One morning, at 14 months, I saw she hadn’t finished her bottle of mama milk, having slept through, and I gave her the ounce and she wanted more. Her brother was latched and I said “the milk is in there, if you want it, you get it” and offered her the breast. She took it! She stayed latched on and off and with a truly worrying and painful latch for half an hour. She actually loves breastfeeding now and she barely looked back. After a few days we removed the night bottle. She does like water in the night as my supply is obviously not so refreshing. Otherwise she breastfeeds in the night, in the morning (when there is ‘lots’ of milk) to go down for naps and to wake up from naps, when she hasn’t seen me in a while, or just whenever really, in the carrier she reaches down to feel my breasts especially if she is worried. I am just astounded at how like a regular breastfeeding near toddler she looks. After the first couple of days with horrid latch and much nipple twiddling and sticking fingers in my mouth (breastfeeding baby things she hadn’t really done before, she settled greatly.) I actually think the lack of milk helped her latch, as she had to suck properly to get anything! I am sure she is laughing more and seems more relaxed but that could be a developmental leap. I hope this helps my milk supply (I emailed Jack Newman and one point “anything can happen” if you get the baby back to the breast basically summed up his position) and her growth and health but I believe it has at least been healing for us and it sure beats exclusively pumping for 4.5oz a day!

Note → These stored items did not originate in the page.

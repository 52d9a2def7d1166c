//! Status notifier.
//!
//! One [`StatusSubscription`] per connected client, scoped to one visitor.
//! A background task owns the store subscription and forwards genuine
//! status flips to the client as [`NotifierSignal`]s.
//!
//! # Delivery Rules
//!
//! - The status at subscription time is a baseline and is never delivered.
//! - Each flip is delivered once. A flip whose new status equals the last
//!   delivered (or baseline) status is dropped, which deduplicates across
//!   reconnects.
//! - A failed or closed store subscription is re-established after a fixed
//!   delay. A status change that happened while disconnected is delivered as
//!   a synthesized event from the fresh snapshot.
//! - An independent liveness probe compares the stored status with the last
//!   delivered one and restarts the subscription at once on divergence. It
//!   also restarts a subscription that stayed quiet for a whole interval once
//!   the store reports it no longer feeds it. Both catch subscriptions that
//!   went silent without erroring.
//! - After `max_reconnect_attempts` consecutive failed reconnects the task
//!   sends [`NotifierSignal::ConnectionLost`] and stops.
//!
//! Dropping or closing the subscription cancels the task, which releases the
//! store subscription.

use std::{
    pin::Pin,
    task::{Context, Poll},
    time::Duration,
};

use chrono::Utc;
use futures::{Stream, StreamExt};
use serde::Serialize;
use tokio::{
    sync::mpsc,
    task::JoinHandle,
    time::{Instant, MissedTickBehavior, interval_at, sleep},
};
use tokio_util::sync::CancellationToken;
use tracing::{debug, info, warn};
use vigil_store::{StatusEventStream, StoreGateway, VisitorWatch, WatchLiveness};
use vigil_types::{
    ErrorCode, Result, StatusChangeEvent, VisitorId, VisitorStatus, config::NotifierConfig,
};

/// What a subscriber receives.
#[derive(Debug, Clone, PartialEq, Eq)]
pub enum NotifierSignal {
    /// The visitor's status flipped.
    StatusChanged(StatusChangeEvent),
    /// Reconnection gave up. No further signals follow.
    ConnectionLost {
        /// Consecutive reconnect attempts made.
        attempts: u32,
        /// Error of the final attempt.
        last_error: String,
    },
    /// The visitor was purged. No further signals follow.
    VisitorRemoved,
}

/// Where the client is sent after a flip.
#[derive(Debug, Clone, PartialEq, Eq, Serialize)]
#[serde(rename_all = "snake_case", tag = "kind")]
pub enum RedirectTarget {
    /// The ban notice view, carrying the ban reason.
    BanNotice {
        /// View path.
        path: String,
        /// Ban reason to display.
        reason: Option<String>,
    },
    /// The normal entry point.
    Entry {
        /// View path.
        path: String,
    },
}

/// Countdown and destination for a client that observed a flip.
#[derive(Debug, Clone, PartialEq, Eq)]
pub struct RedirectPlan {
    /// Countdown shown before redirecting.
    pub delay: Duration,
    /// Redirect destination.
    pub target: RedirectTarget,
}

impl RedirectPlan {
    /// Plans the redirect for `event`.
    #[must_use]
    pub fn for_event(event: &StatusChangeEvent, config: &NotifierConfig) -> Self {
        let target = match event.new_status {
            VisitorStatus::Banned => RedirectTarget::BanNotice {
                path: config.ban_notice_path.clone(),
                reason: event.reason.clone(),
            },
            VisitorStatus::Active => RedirectTarget::Entry { path: config.entry_path.clone() },
        };
        Self { delay: config.redirect_delay, target }
    }
}

/// Creates per-visitor subscriptions.
#[derive(Debug, Clone)]
pub struct StatusNotifier {
    gateway: StoreGateway,
    config: NotifierConfig,
}

impl StatusNotifier {
    /// Creates a notifier.
    pub fn new(gateway: StoreGateway, config: NotifierConfig) -> Self {
        Self { gateway, config }
    }

    /// Returns the notifier configuration.
    pub fn config(&self) -> &NotifierConfig {
        &self.config
    }

    /// Subscribes to status flips of `visitor_id`.
    ///
    /// The initial store subscription is taken before returning, so an
    /// unknown visitor or an unreachable store fails here.
    ///
    /// # Errors
    ///
    /// `VisitorNotFound`, or store failures after retries.
    pub async fn watch(&self, visitor_id: VisitorId) -> Result<StatusSubscription> {
        let initial = self.gateway.watch_visitor(visitor_id).await?;
        let (sender, receiver) = mpsc::channel(self.config.channel_capacity.max(1));
        let cancel = CancellationToken::new();

        let task = WatchTask {
            gateway: self.gateway.clone(),
            config: self.config.clone(),
            visitor_id,
            sender,
            cancel: cancel.clone(),
        };
        debug!(visitor_id = %visitor_id, baseline = %initial.snapshot.status, "status watch started");
        let handle = tokio::spawn(task.run(initial));

        Ok(StatusSubscription { visitor_id, receiver, cancel, task: Some(handle) })
    }
}

/// A live subscription owned by one client.
///
/// Implements [`Stream`]. The stream ends after a terminal signal or once
/// the subscription is closed.
#[derive(Debug)]
pub struct StatusSubscription {
    visitor_id: VisitorId,
    receiver: mpsc::Receiver<NotifierSignal>,
    cancel: CancellationToken,
    task: Option<JoinHandle<()>>,
}

impl StatusSubscription {
    /// Visitor this subscription follows.
    pub fn visitor_id(&self) -> VisitorId {
        self.visitor_id
    }

    /// Waits for the next signal. `None` once the subscription has ended.
    pub async fn next(&mut self) -> Option<NotifierSignal> {
        self.receiver.recv().await
    }

    /// Cancels the subscription and waits until its store subscription is released.
    pub async fn close(mut self) {
        self.cancel.cancel();
        if let Some(task) = self.task.take()
            && let Err(err) = task.await
        {
            warn!(visitor_id = %self.visitor_id, error = %err, "status watch task failed");
        }
    }
}

impl Stream for StatusSubscription {
    type Item = NotifierSignal;

    fn poll_next(self: Pin<&mut Self>, cx: &mut Context<'_>) -> Poll<Option<Self::Item>> {
        self.get_mut().receiver.poll_recv(cx)
    }
}

impl Drop for StatusSubscription {
    fn drop(&mut self) {
        self.cancel.cancel();
    }
}

/// Why the event pump stopped.
enum Interruption {
    /// The stream yielded an error.
    Failed(String),
    /// The store ended the stream.
    Closed,
    /// The liveness probe saw a status the stream never reported.
    Diverged(VisitorStatus),
    /// The stream stayed quiet and the store no longer feeds it.
    Abandoned,
}

struct WatchTask {
    gateway: StoreGateway,
    config: NotifierConfig,
    visitor_id: VisitorId,
    sender: mpsc::Sender<NotifierSignal>,
    cancel: CancellationToken,
}

impl WatchTask {
    async fn run(self, initial: VisitorWatch) {
        let mut last = initial.snapshot.status;
        let mut events = initial.events;
        let mut liveness = initial.liveness;

        loop {
            let interruption = match self.pump(&mut events, &liveness, &mut last).await {
                Some(interruption) => interruption,
                None => break,
            };
            let immediate = match interruption {
                Interruption::Failed(error) => {
                    warn!(visitor_id = %self.visitor_id, %error, "status watch failed");
                    false
                },
                Interruption::Closed => {
                    debug!(visitor_id = %self.visitor_id, "status watch closed by store");
                    false
                },
                Interruption::Diverged(stored) => {
                    warn!(
                        visitor_id = %self.visitor_id,
                        delivered = %last,
                        %stored,
                        "status watch went silent, restarting"
                    );
                    true
                },
                Interruption::Abandoned => {
                    warn!(visitor_id = %self.visitor_id, "status watch abandoned by store, restarting");
                    true
                },
            };
            match self.reconnect(&mut last, immediate).await {
                Some(fresh) => {
                    events = fresh.events;
                    liveness = fresh.liveness;
                },
                None => break,
            }
        }
        debug!(visitor_id = %self.visitor_id, "status watch stopped");
    }

    /// Forwards flips until the stream is interrupted. `None` means stop.
    async fn pump(
        &self,
        events: &mut StatusEventStream,
        liveness: &WatchLiveness,
        last: &mut VisitorStatus,
    ) -> Option<Interruption> {
        let period = self.config.liveness_interval;
        let mut ticks = interval_at(Instant::now() + period, period);
        ticks.set_missed_tick_behavior(MissedTickBehavior::Delay);
        let mut last_heard = Instant::now();

        loop {
            tokio::select! {
                () = self.cancel.cancelled() => return None,
                item = events.next() => match item {
                    Some(Ok(event)) => {
                        last_heard = Instant::now();
                        if event.new_status == *last {
                            debug!(visitor_id = %self.visitor_id, status = %event.new_status, "dropping duplicate flip");
                            continue;
                        }
                        *last = event.new_status;
                        if !self.deliver(NotifierSignal::StatusChanged(event)).await {
                            return None;
                        }
                    },
                    Some(Err(err)) => return Some(Interruption::Failed(err.to_string())),
                    None => return Some(Interruption::Closed),
                },
                _ = ticks.tick() => match self.gateway.get_visitor(self.visitor_id).await {
                    Ok(Some(visitor)) if visitor.status != *last => {
                        return Some(Interruption::Diverged(visitor.status));
                    },
                    Ok(Some(_)) => {
                        if last_heard.elapsed() >= period && !liveness.is_live() {
                            return Some(Interruption::Abandoned);
                        }
                    },
                    Ok(None) => {
                        self.deliver(NotifierSignal::VisitorRemoved).await;
                        return None;
                    },
                    Err(err) => {
                        warn!(visitor_id = %self.visitor_id, error = %err, "liveness probe failed");
                    },
                },
            }
        }
    }

    /// Re-establishes the store subscription. `None` means stop.
    ///
    /// The returned watch has its snapshot already folded into `last`.
    async fn reconnect(&self, last: &mut VisitorStatus, immediate: bool) -> Option<VisitorWatch> {
        let max_attempts = self.config.max_reconnect_attempts;
        let mut attempts = 0u32;
        let mut last_error = String::new();

        while attempts < max_attempts {
            if !(immediate && attempts == 0) && !self.pause(self.config.reconnect_delay).await {
                return None;
            }
            attempts += 1;

            match self.gateway.watch_visitor(self.visitor_id).await {
                Ok(watch) => {
                    info!(visitor_id = %self.visitor_id, attempts, "status watch reconnected");
                    if watch.snapshot.status != *last {
                        let event = StatusChangeEvent {
                            visitor_id: self.visitor_id,
                            previous_status: *last,
                            new_status: watch.snapshot.status,
                            reason: watch.snapshot.reason.clone(),
                            timestamp: Utc::now(),
                        };
                        *last = event.new_status;
                        if !self.deliver(NotifierSignal::StatusChanged(event)).await {
                            return None;
                        }
                    }
                    return Some(watch);
                },
                Err(err) if err.code() == ErrorCode::VisitorNotFound => {
                    info!(visitor_id = %self.visitor_id, "watched visitor was removed");
                    self.deliver(NotifierSignal::VisitorRemoved).await;
                    return None;
                },
                Err(err) => {
                    warn!(
                        visitor_id = %self.visitor_id,
                        attempt = attempts,
                        max_attempts,
                        error = %err,
                        "status watch reconnect failed"
                    );
                    last_error = err.to_string();
                },
            }
        }

        warn!(visitor_id = %self.visitor_id, attempts, "status watch connection lost");
        self.deliver(NotifierSignal::ConnectionLost { attempts, last_error }).await;
        None
    }

    /// Sleeps unless cancelled first. Returns false if cancelled.
    async fn pause(&self, delay: Duration) -> bool {
        tokio::select! {
            () = self.cancel.cancelled() => false,
            () = sleep(delay) => true,
        }
    }

    /// Sends a signal. Returns false if the subscriber is gone or cancelled.
    async fn deliver(&self, signal: NotifierSignal) -> bool {
        tokio::select! {
            () = self.cancel.cancelled() => false,
            sent = self.sender.send(signal) => sent.is_ok(),
        }
    }
}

For anyone wondering, it appears from imaging that I had a “complete response to treatment” so I decided to keep my affected breast. This is against medical advice, however, there is currently a Mayo Clinic trial for women with the cancer I had who have a biopsy confirmed complete response and keep their breast; a medic let this slip in discussion. So it does appear there is a precedence for such a choice.